Abstract. Imagery and Lidar datasets have been used frequently to extract geoinformation. Datasets in the same mapping or geodetic frame is a fundamental condition for this application. Nowadays, Direct Sensor Orientation (DSO) can be considered as a mandatory technology to be used in the aerial photogrammetric survey. Although the DSO provides a high degree of automation process due to the GNSS/INS technologies, the accuracies of the obtained results from the imagery and Lidar surveys are dependent on the quality of a group of parameters that models accurately the user conditions of the system at the moment the job is performed.

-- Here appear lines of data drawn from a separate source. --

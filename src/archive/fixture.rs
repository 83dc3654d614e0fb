//! Encrypted ZIP archive writer for tests.
//!
//! Only depends on external crates so integration tests can include it with
//! `#[path]`.

#![allow(dead_code)]

use std::io::Write;

use aes::{Aes128, Aes192, Aes256};
use ctr::cipher::{KeyIvInit, StreamCipher};
use flate2::write::DeflateEncoder;
use flate2::Compression;
use hmac::{Hmac, Mac};
use sha1::Sha1;

/// Builds a Zip32 archive entry by entry
#[derive(Default)]
pub struct ZipBuilder {
    body: Vec<u8>,
    central: Vec<u8>,
    count: u16,
}

struct Entry<'a> {
    name: &'a str,
    flags: u16,
    method: u16,
    crc: u32,
    uncompressed: u32,
    extra: Vec<u8>,
    payload: Vec<u8>,
}

impl ZipBuilder {
    pub fn new() -> Self {
        Self::default()
    }

    pub fn directory(mut self, name: &str) -> Self {
        self.push(Entry {
            name,
            flags: 0,
            method: 0,
            crc: 0,
            uncompressed: 0,
            extra: Vec::new(),
            payload: Vec::new(),
        });
        self
    }

    pub fn plain(mut self, name: &str, data: &[u8]) -> Self {
        self.push(Entry {
            name,
            flags: 0,
            method: 0,
            crc: crc32(data),
            uncompressed: data.len() as u32,
            extra: Vec::new(),
            payload: data.to_vec(),
        });
        self
    }

    /// WinZip AE-2, AES-256, stored
    pub fn aes(self, name: &str, data: &[u8], password: &[u8]) -> Self {
        self.aes_with_strength(name, data, password, 3)
    }

    /// WinZip AE-2, AES-128, stored
    pub fn aes128(self, name: &str, data: &[u8], password: &[u8]) -> Self {
        self.aes_with_strength(name, data, password, 1)
    }

    /// WinZip AE-2, stored, with strength byte 1 (128), 2 (192) or 3 (256)
    pub fn aes_with_strength(mut self, name: &str, data: &[u8], password: &[u8], strength: u8) -> Self {
        let payload = aes_payload(data, password, strength);
        self.push(Entry {
            name,
            flags: 1,
            method: 99,
            crc: 0,
            uncompressed: data.len() as u32,
            extra: aes_extra(strength, 0),
            payload,
        });
        self
    }

    /// WinZip AE-2, AES-256, deflated
    pub fn aes_deflated(mut self, name: &str, data: &[u8], password: &[u8]) -> Self {
        let payload = aes_payload(&deflate(data), password, 3);
        self.push(Entry {
            name,
            flags: 1,
            method: 99,
            crc: 0,
            uncompressed: data.len() as u32,
            extra: aes_extra(3, 8),
            payload,
        });
        self
    }

    /// Traditional PKWARE encryption, stored
    pub fn zipcrypto(self, name: &str, data: &[u8], password: &[u8]) -> Self {
        self.zipcrypto_entry(name, 0, data, data.to_vec(), password)
    }

    /// Traditional PKWARE encryption, deflated
    pub fn zipcrypto_deflated(self, name: &str, data: &[u8], password: &[u8]) -> Self {
        self.zipcrypto_entry(name, 8, data, deflate(data), password)
    }

    fn zipcrypto_entry(
        mut self,
        name: &str,
        method: u16,
        data: &[u8],
        stored: Vec<u8>,
        password: &[u8],
    ) -> Self {
        let crc = crc32(data);
        let mut plain = vec![0x5a, 0x13, 0x77, 0x02, 0xc4, 0x91, 0x3e, 0x68, 0x0b, 0xe2, 0x40];
        plain.push((crc >> 24) as u8);
        plain.extend(stored);

        let mut keys = Keys::new(password);
        let payload = plain
            .into_iter()
            .map(|p| {
                let c = p ^ keys.stream_byte();
                keys.update(p);
                c
            })
            .collect();

        self.push(Entry {
            name,
            flags: 1,
            method,
            crc,
            uncompressed: data.len() as u32,
            extra: Vec::new(),
            payload,
        });
        self
    }

    pub fn finish(mut self) -> Vec<u8> {
        let cd_offset = self.body.len() as u32;
        let cd_size = self.central.len() as u32;
        let mut out = std::mem::take(&mut self.body);
        out.extend_from_slice(&self.central);
        out.extend_from_slice(&0x0605_4b50u32.to_le_bytes());
        out.extend_from_slice(&0u16.to_le_bytes());
        out.extend_from_slice(&0u16.to_le_bytes());
        out.extend_from_slice(&self.count.to_le_bytes());
        out.extend_from_slice(&self.count.to_le_bytes());
        out.extend_from_slice(&cd_size.to_le_bytes());
        out.extend_from_slice(&cd_offset.to_le_bytes());
        out.extend_from_slice(&0u16.to_le_bytes());
        out
    }

    fn push(&mut self, e: Entry<'_>) {
        let offset = self.body.len() as u32;
        let csize = e.payload.len() as u32;
        let version: u16 = if e.method == 99 { 51 } else { 20 };

        let b = &mut self.body;
        b.extend_from_slice(&0x0403_4b50u32.to_le_bytes());
        b.extend_from_slice(&version.to_le_bytes());
        b.extend_from_slice(&e.flags.to_le_bytes());
        b.extend_from_slice(&e.method.to_le_bytes());
        b.extend_from_slice(&0u16.to_le_bytes());
        b.extend_from_slice(&0u16.to_le_bytes());
        b.extend_from_slice(&e.crc.to_le_bytes());
        b.extend_from_slice(&csize.to_le_bytes());
        b.extend_from_slice(&e.uncompressed.to_le_bytes());
        b.extend_from_slice(&(e.name.len() as u16).to_le_bytes());
        b.extend_from_slice(&(e.extra.len() as u16).to_le_bytes());
        b.extend_from_slice(e.name.as_bytes());
        b.extend_from_slice(&e.extra);
        b.extend_from_slice(&e.payload);

        let c = &mut self.central;
        c.extend_from_slice(&0x0201_4b50u32.to_le_bytes());
        c.extend_from_slice(&63u16.to_le_bytes());
        c.extend_from_slice(&version.to_le_bytes());
        c.extend_from_slice(&e.flags.to_le_bytes());
        c.extend_from_slice(&e.method.to_le_bytes());
        c.extend_from_slice(&0u16.to_le_bytes());
        c.extend_from_slice(&0u16.to_le_bytes());
        c.extend_from_slice(&e.crc.to_le_bytes());
        c.extend_from_slice(&csize.to_le_bytes());
        c.extend_from_slice(&e.uncompressed.to_le_bytes());
        c.extend_from_slice(&(e.name.len() as u16).to_le_bytes());
        c.extend_from_slice(&(e.extra.len() as u16).to_le_bytes());
        c.extend_from_slice(&0u16.to_le_bytes());
        c.extend_from_slice(&0u16.to_le_bytes());
        c.extend_from_slice(&0u16.to_le_bytes());
        c.extend_from_slice(&0u32.to_le_bytes());
        c.extend_from_slice(&offset.to_le_bytes());
        c.extend_from_slice(e.name.as_bytes());
        c.extend_from_slice(&e.extra);

        self.count += 1;
    }
}

fn aes_extra(strength: u8, actual_method: u16) -> Vec<u8> {
    let mut extra = Vec::new();
    extra.extend_from_slice(&0x9901u16.to_le_bytes());
    extra.extend_from_slice(&7u16.to_le_bytes());
    extra.extend_from_slice(&2u16.to_le_bytes());
    extra.extend_from_slice(b"AE");
    extra.push(strength);
    extra.extend_from_slice(&actual_method.to_le_bytes());
    extra
}

fn aes_payload(data: &[u8], password: &[u8], strength: u8) -> Vec<u8> {
    let key_len = 8 + 8 * strength as usize;
    let salt_len = key_len / 2;
    let salt: Vec<u8> = [7u8, 1, 9, 3, 5, 2, 8, 4, 6, 0, 11, 13, 12, 15, 14, 10][..salt_len].to_vec();
    let mut derived = vec![0u8; key_len * 2 + 2];
    pbkdf2::pbkdf2_hmac::<Sha1>(password, &salt, 1000, &mut derived);
    let (enc_key, rest) = derived.split_at(key_len);
    let (auth_key, verifier) = rest.split_at(key_len);

    let mut ciphertext = data.to_vec();
    let mut iv = [0u8; 16];
    iv[0] = 1;
    match strength {
        1 => ctr::Ctr128LE::<Aes128>::new_from_slices(enc_key, &iv)
            .expect("AES-128 key and IV lengths")
            .apply_keystream(&mut ciphertext),
        2 => ctr::Ctr128LE::<Aes192>::new_from_slices(enc_key, &iv)
            .expect("AES-192 key and IV lengths")
            .apply_keystream(&mut ciphertext),
        _ => ctr::Ctr128LE::<Aes256>::new_from_slices(enc_key, &iv)
            .expect("AES-256 key and IV lengths")
            .apply_keystream(&mut ciphertext),
    }

    let mut mac = <Hmac<Sha1> as Mac>::new_from_slice(auth_key).expect("HMAC key");
    mac.update(&ciphertext);
    let tag = mac.finalize().into_bytes();

    let mut payload = salt;
    payload.extend_from_slice(verifier);
    payload.extend_from_slice(&ciphertext);
    payload.extend_from_slice(&tag[..10]);
    payload
}

fn deflate(data: &[u8]) -> Vec<u8> {
    let mut encoder = DeflateEncoder::new(Vec::new(), Compression::default());
    encoder.write_all(data).expect("deflate into memory");
    encoder.finish().expect("deflate into memory")
}

fn crc32(data: &[u8]) -> u32 {
    let mut crc = flate2::Crc::new();
    crc.update(data);
    crc.sum()
}

struct Keys(u32, u32, u32);

impl Keys {
    fn new(password: &[u8]) -> Self {
        let mut keys = Keys(0x1234_5678, 0x2345_6789, 0x3456_7890);
        for &b in password {
            keys.update(b);
        }
        keys
    }

    fn update(&mut self, b: u8) {
        self.0 = step(self.0, b);
        self.1 = self
            .1
            .wrapping_add(self.0 & 0xff)
            .wrapping_mul(134_775_813)
            .wrapping_add(1);
        self.2 = step(self.2, (self.1 >> 24) as u8);
    }

    fn stream_byte(&self) -> u8 {
        let t = (self.2 | 2) & 0xffff;
        ((t * (t ^ 1)) >> 8) as u8
    }
}

fn step(crc: u32, b: u8) -> u32 {
    let mut c = (crc ^ b as u32) & 0xff;
    for _ in 0..8 {
        c = if c & 1 != 0 { 0xEDB8_8320 ^ (c >> 1) } else { c >> 1 };
    }
    c ^ (crc >> 8)
}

This paper shows the study that was performed to improve the tridimensional accuracies of the aerial imagery and Lidar datasets integration using the 3D photogrammetric intersection of single models (pairs of images) with Exterior Orientation Parameters (EOP) estimated from DSO. A Bundle Adjustment with additional parameters (BBA) of a small sub-block of images is used to refine the Interior Orientation Parameters (IOP) and EOP in the job condition. In the 3D photogrammetric intersection experiments using the proposed approach, the horizontal and vertical accuracies, estimated by the Root Mean Square Error (RMSE) of the 3D discrepancies from the Lidar checkpoints, increased around of 25% and 75% respectively.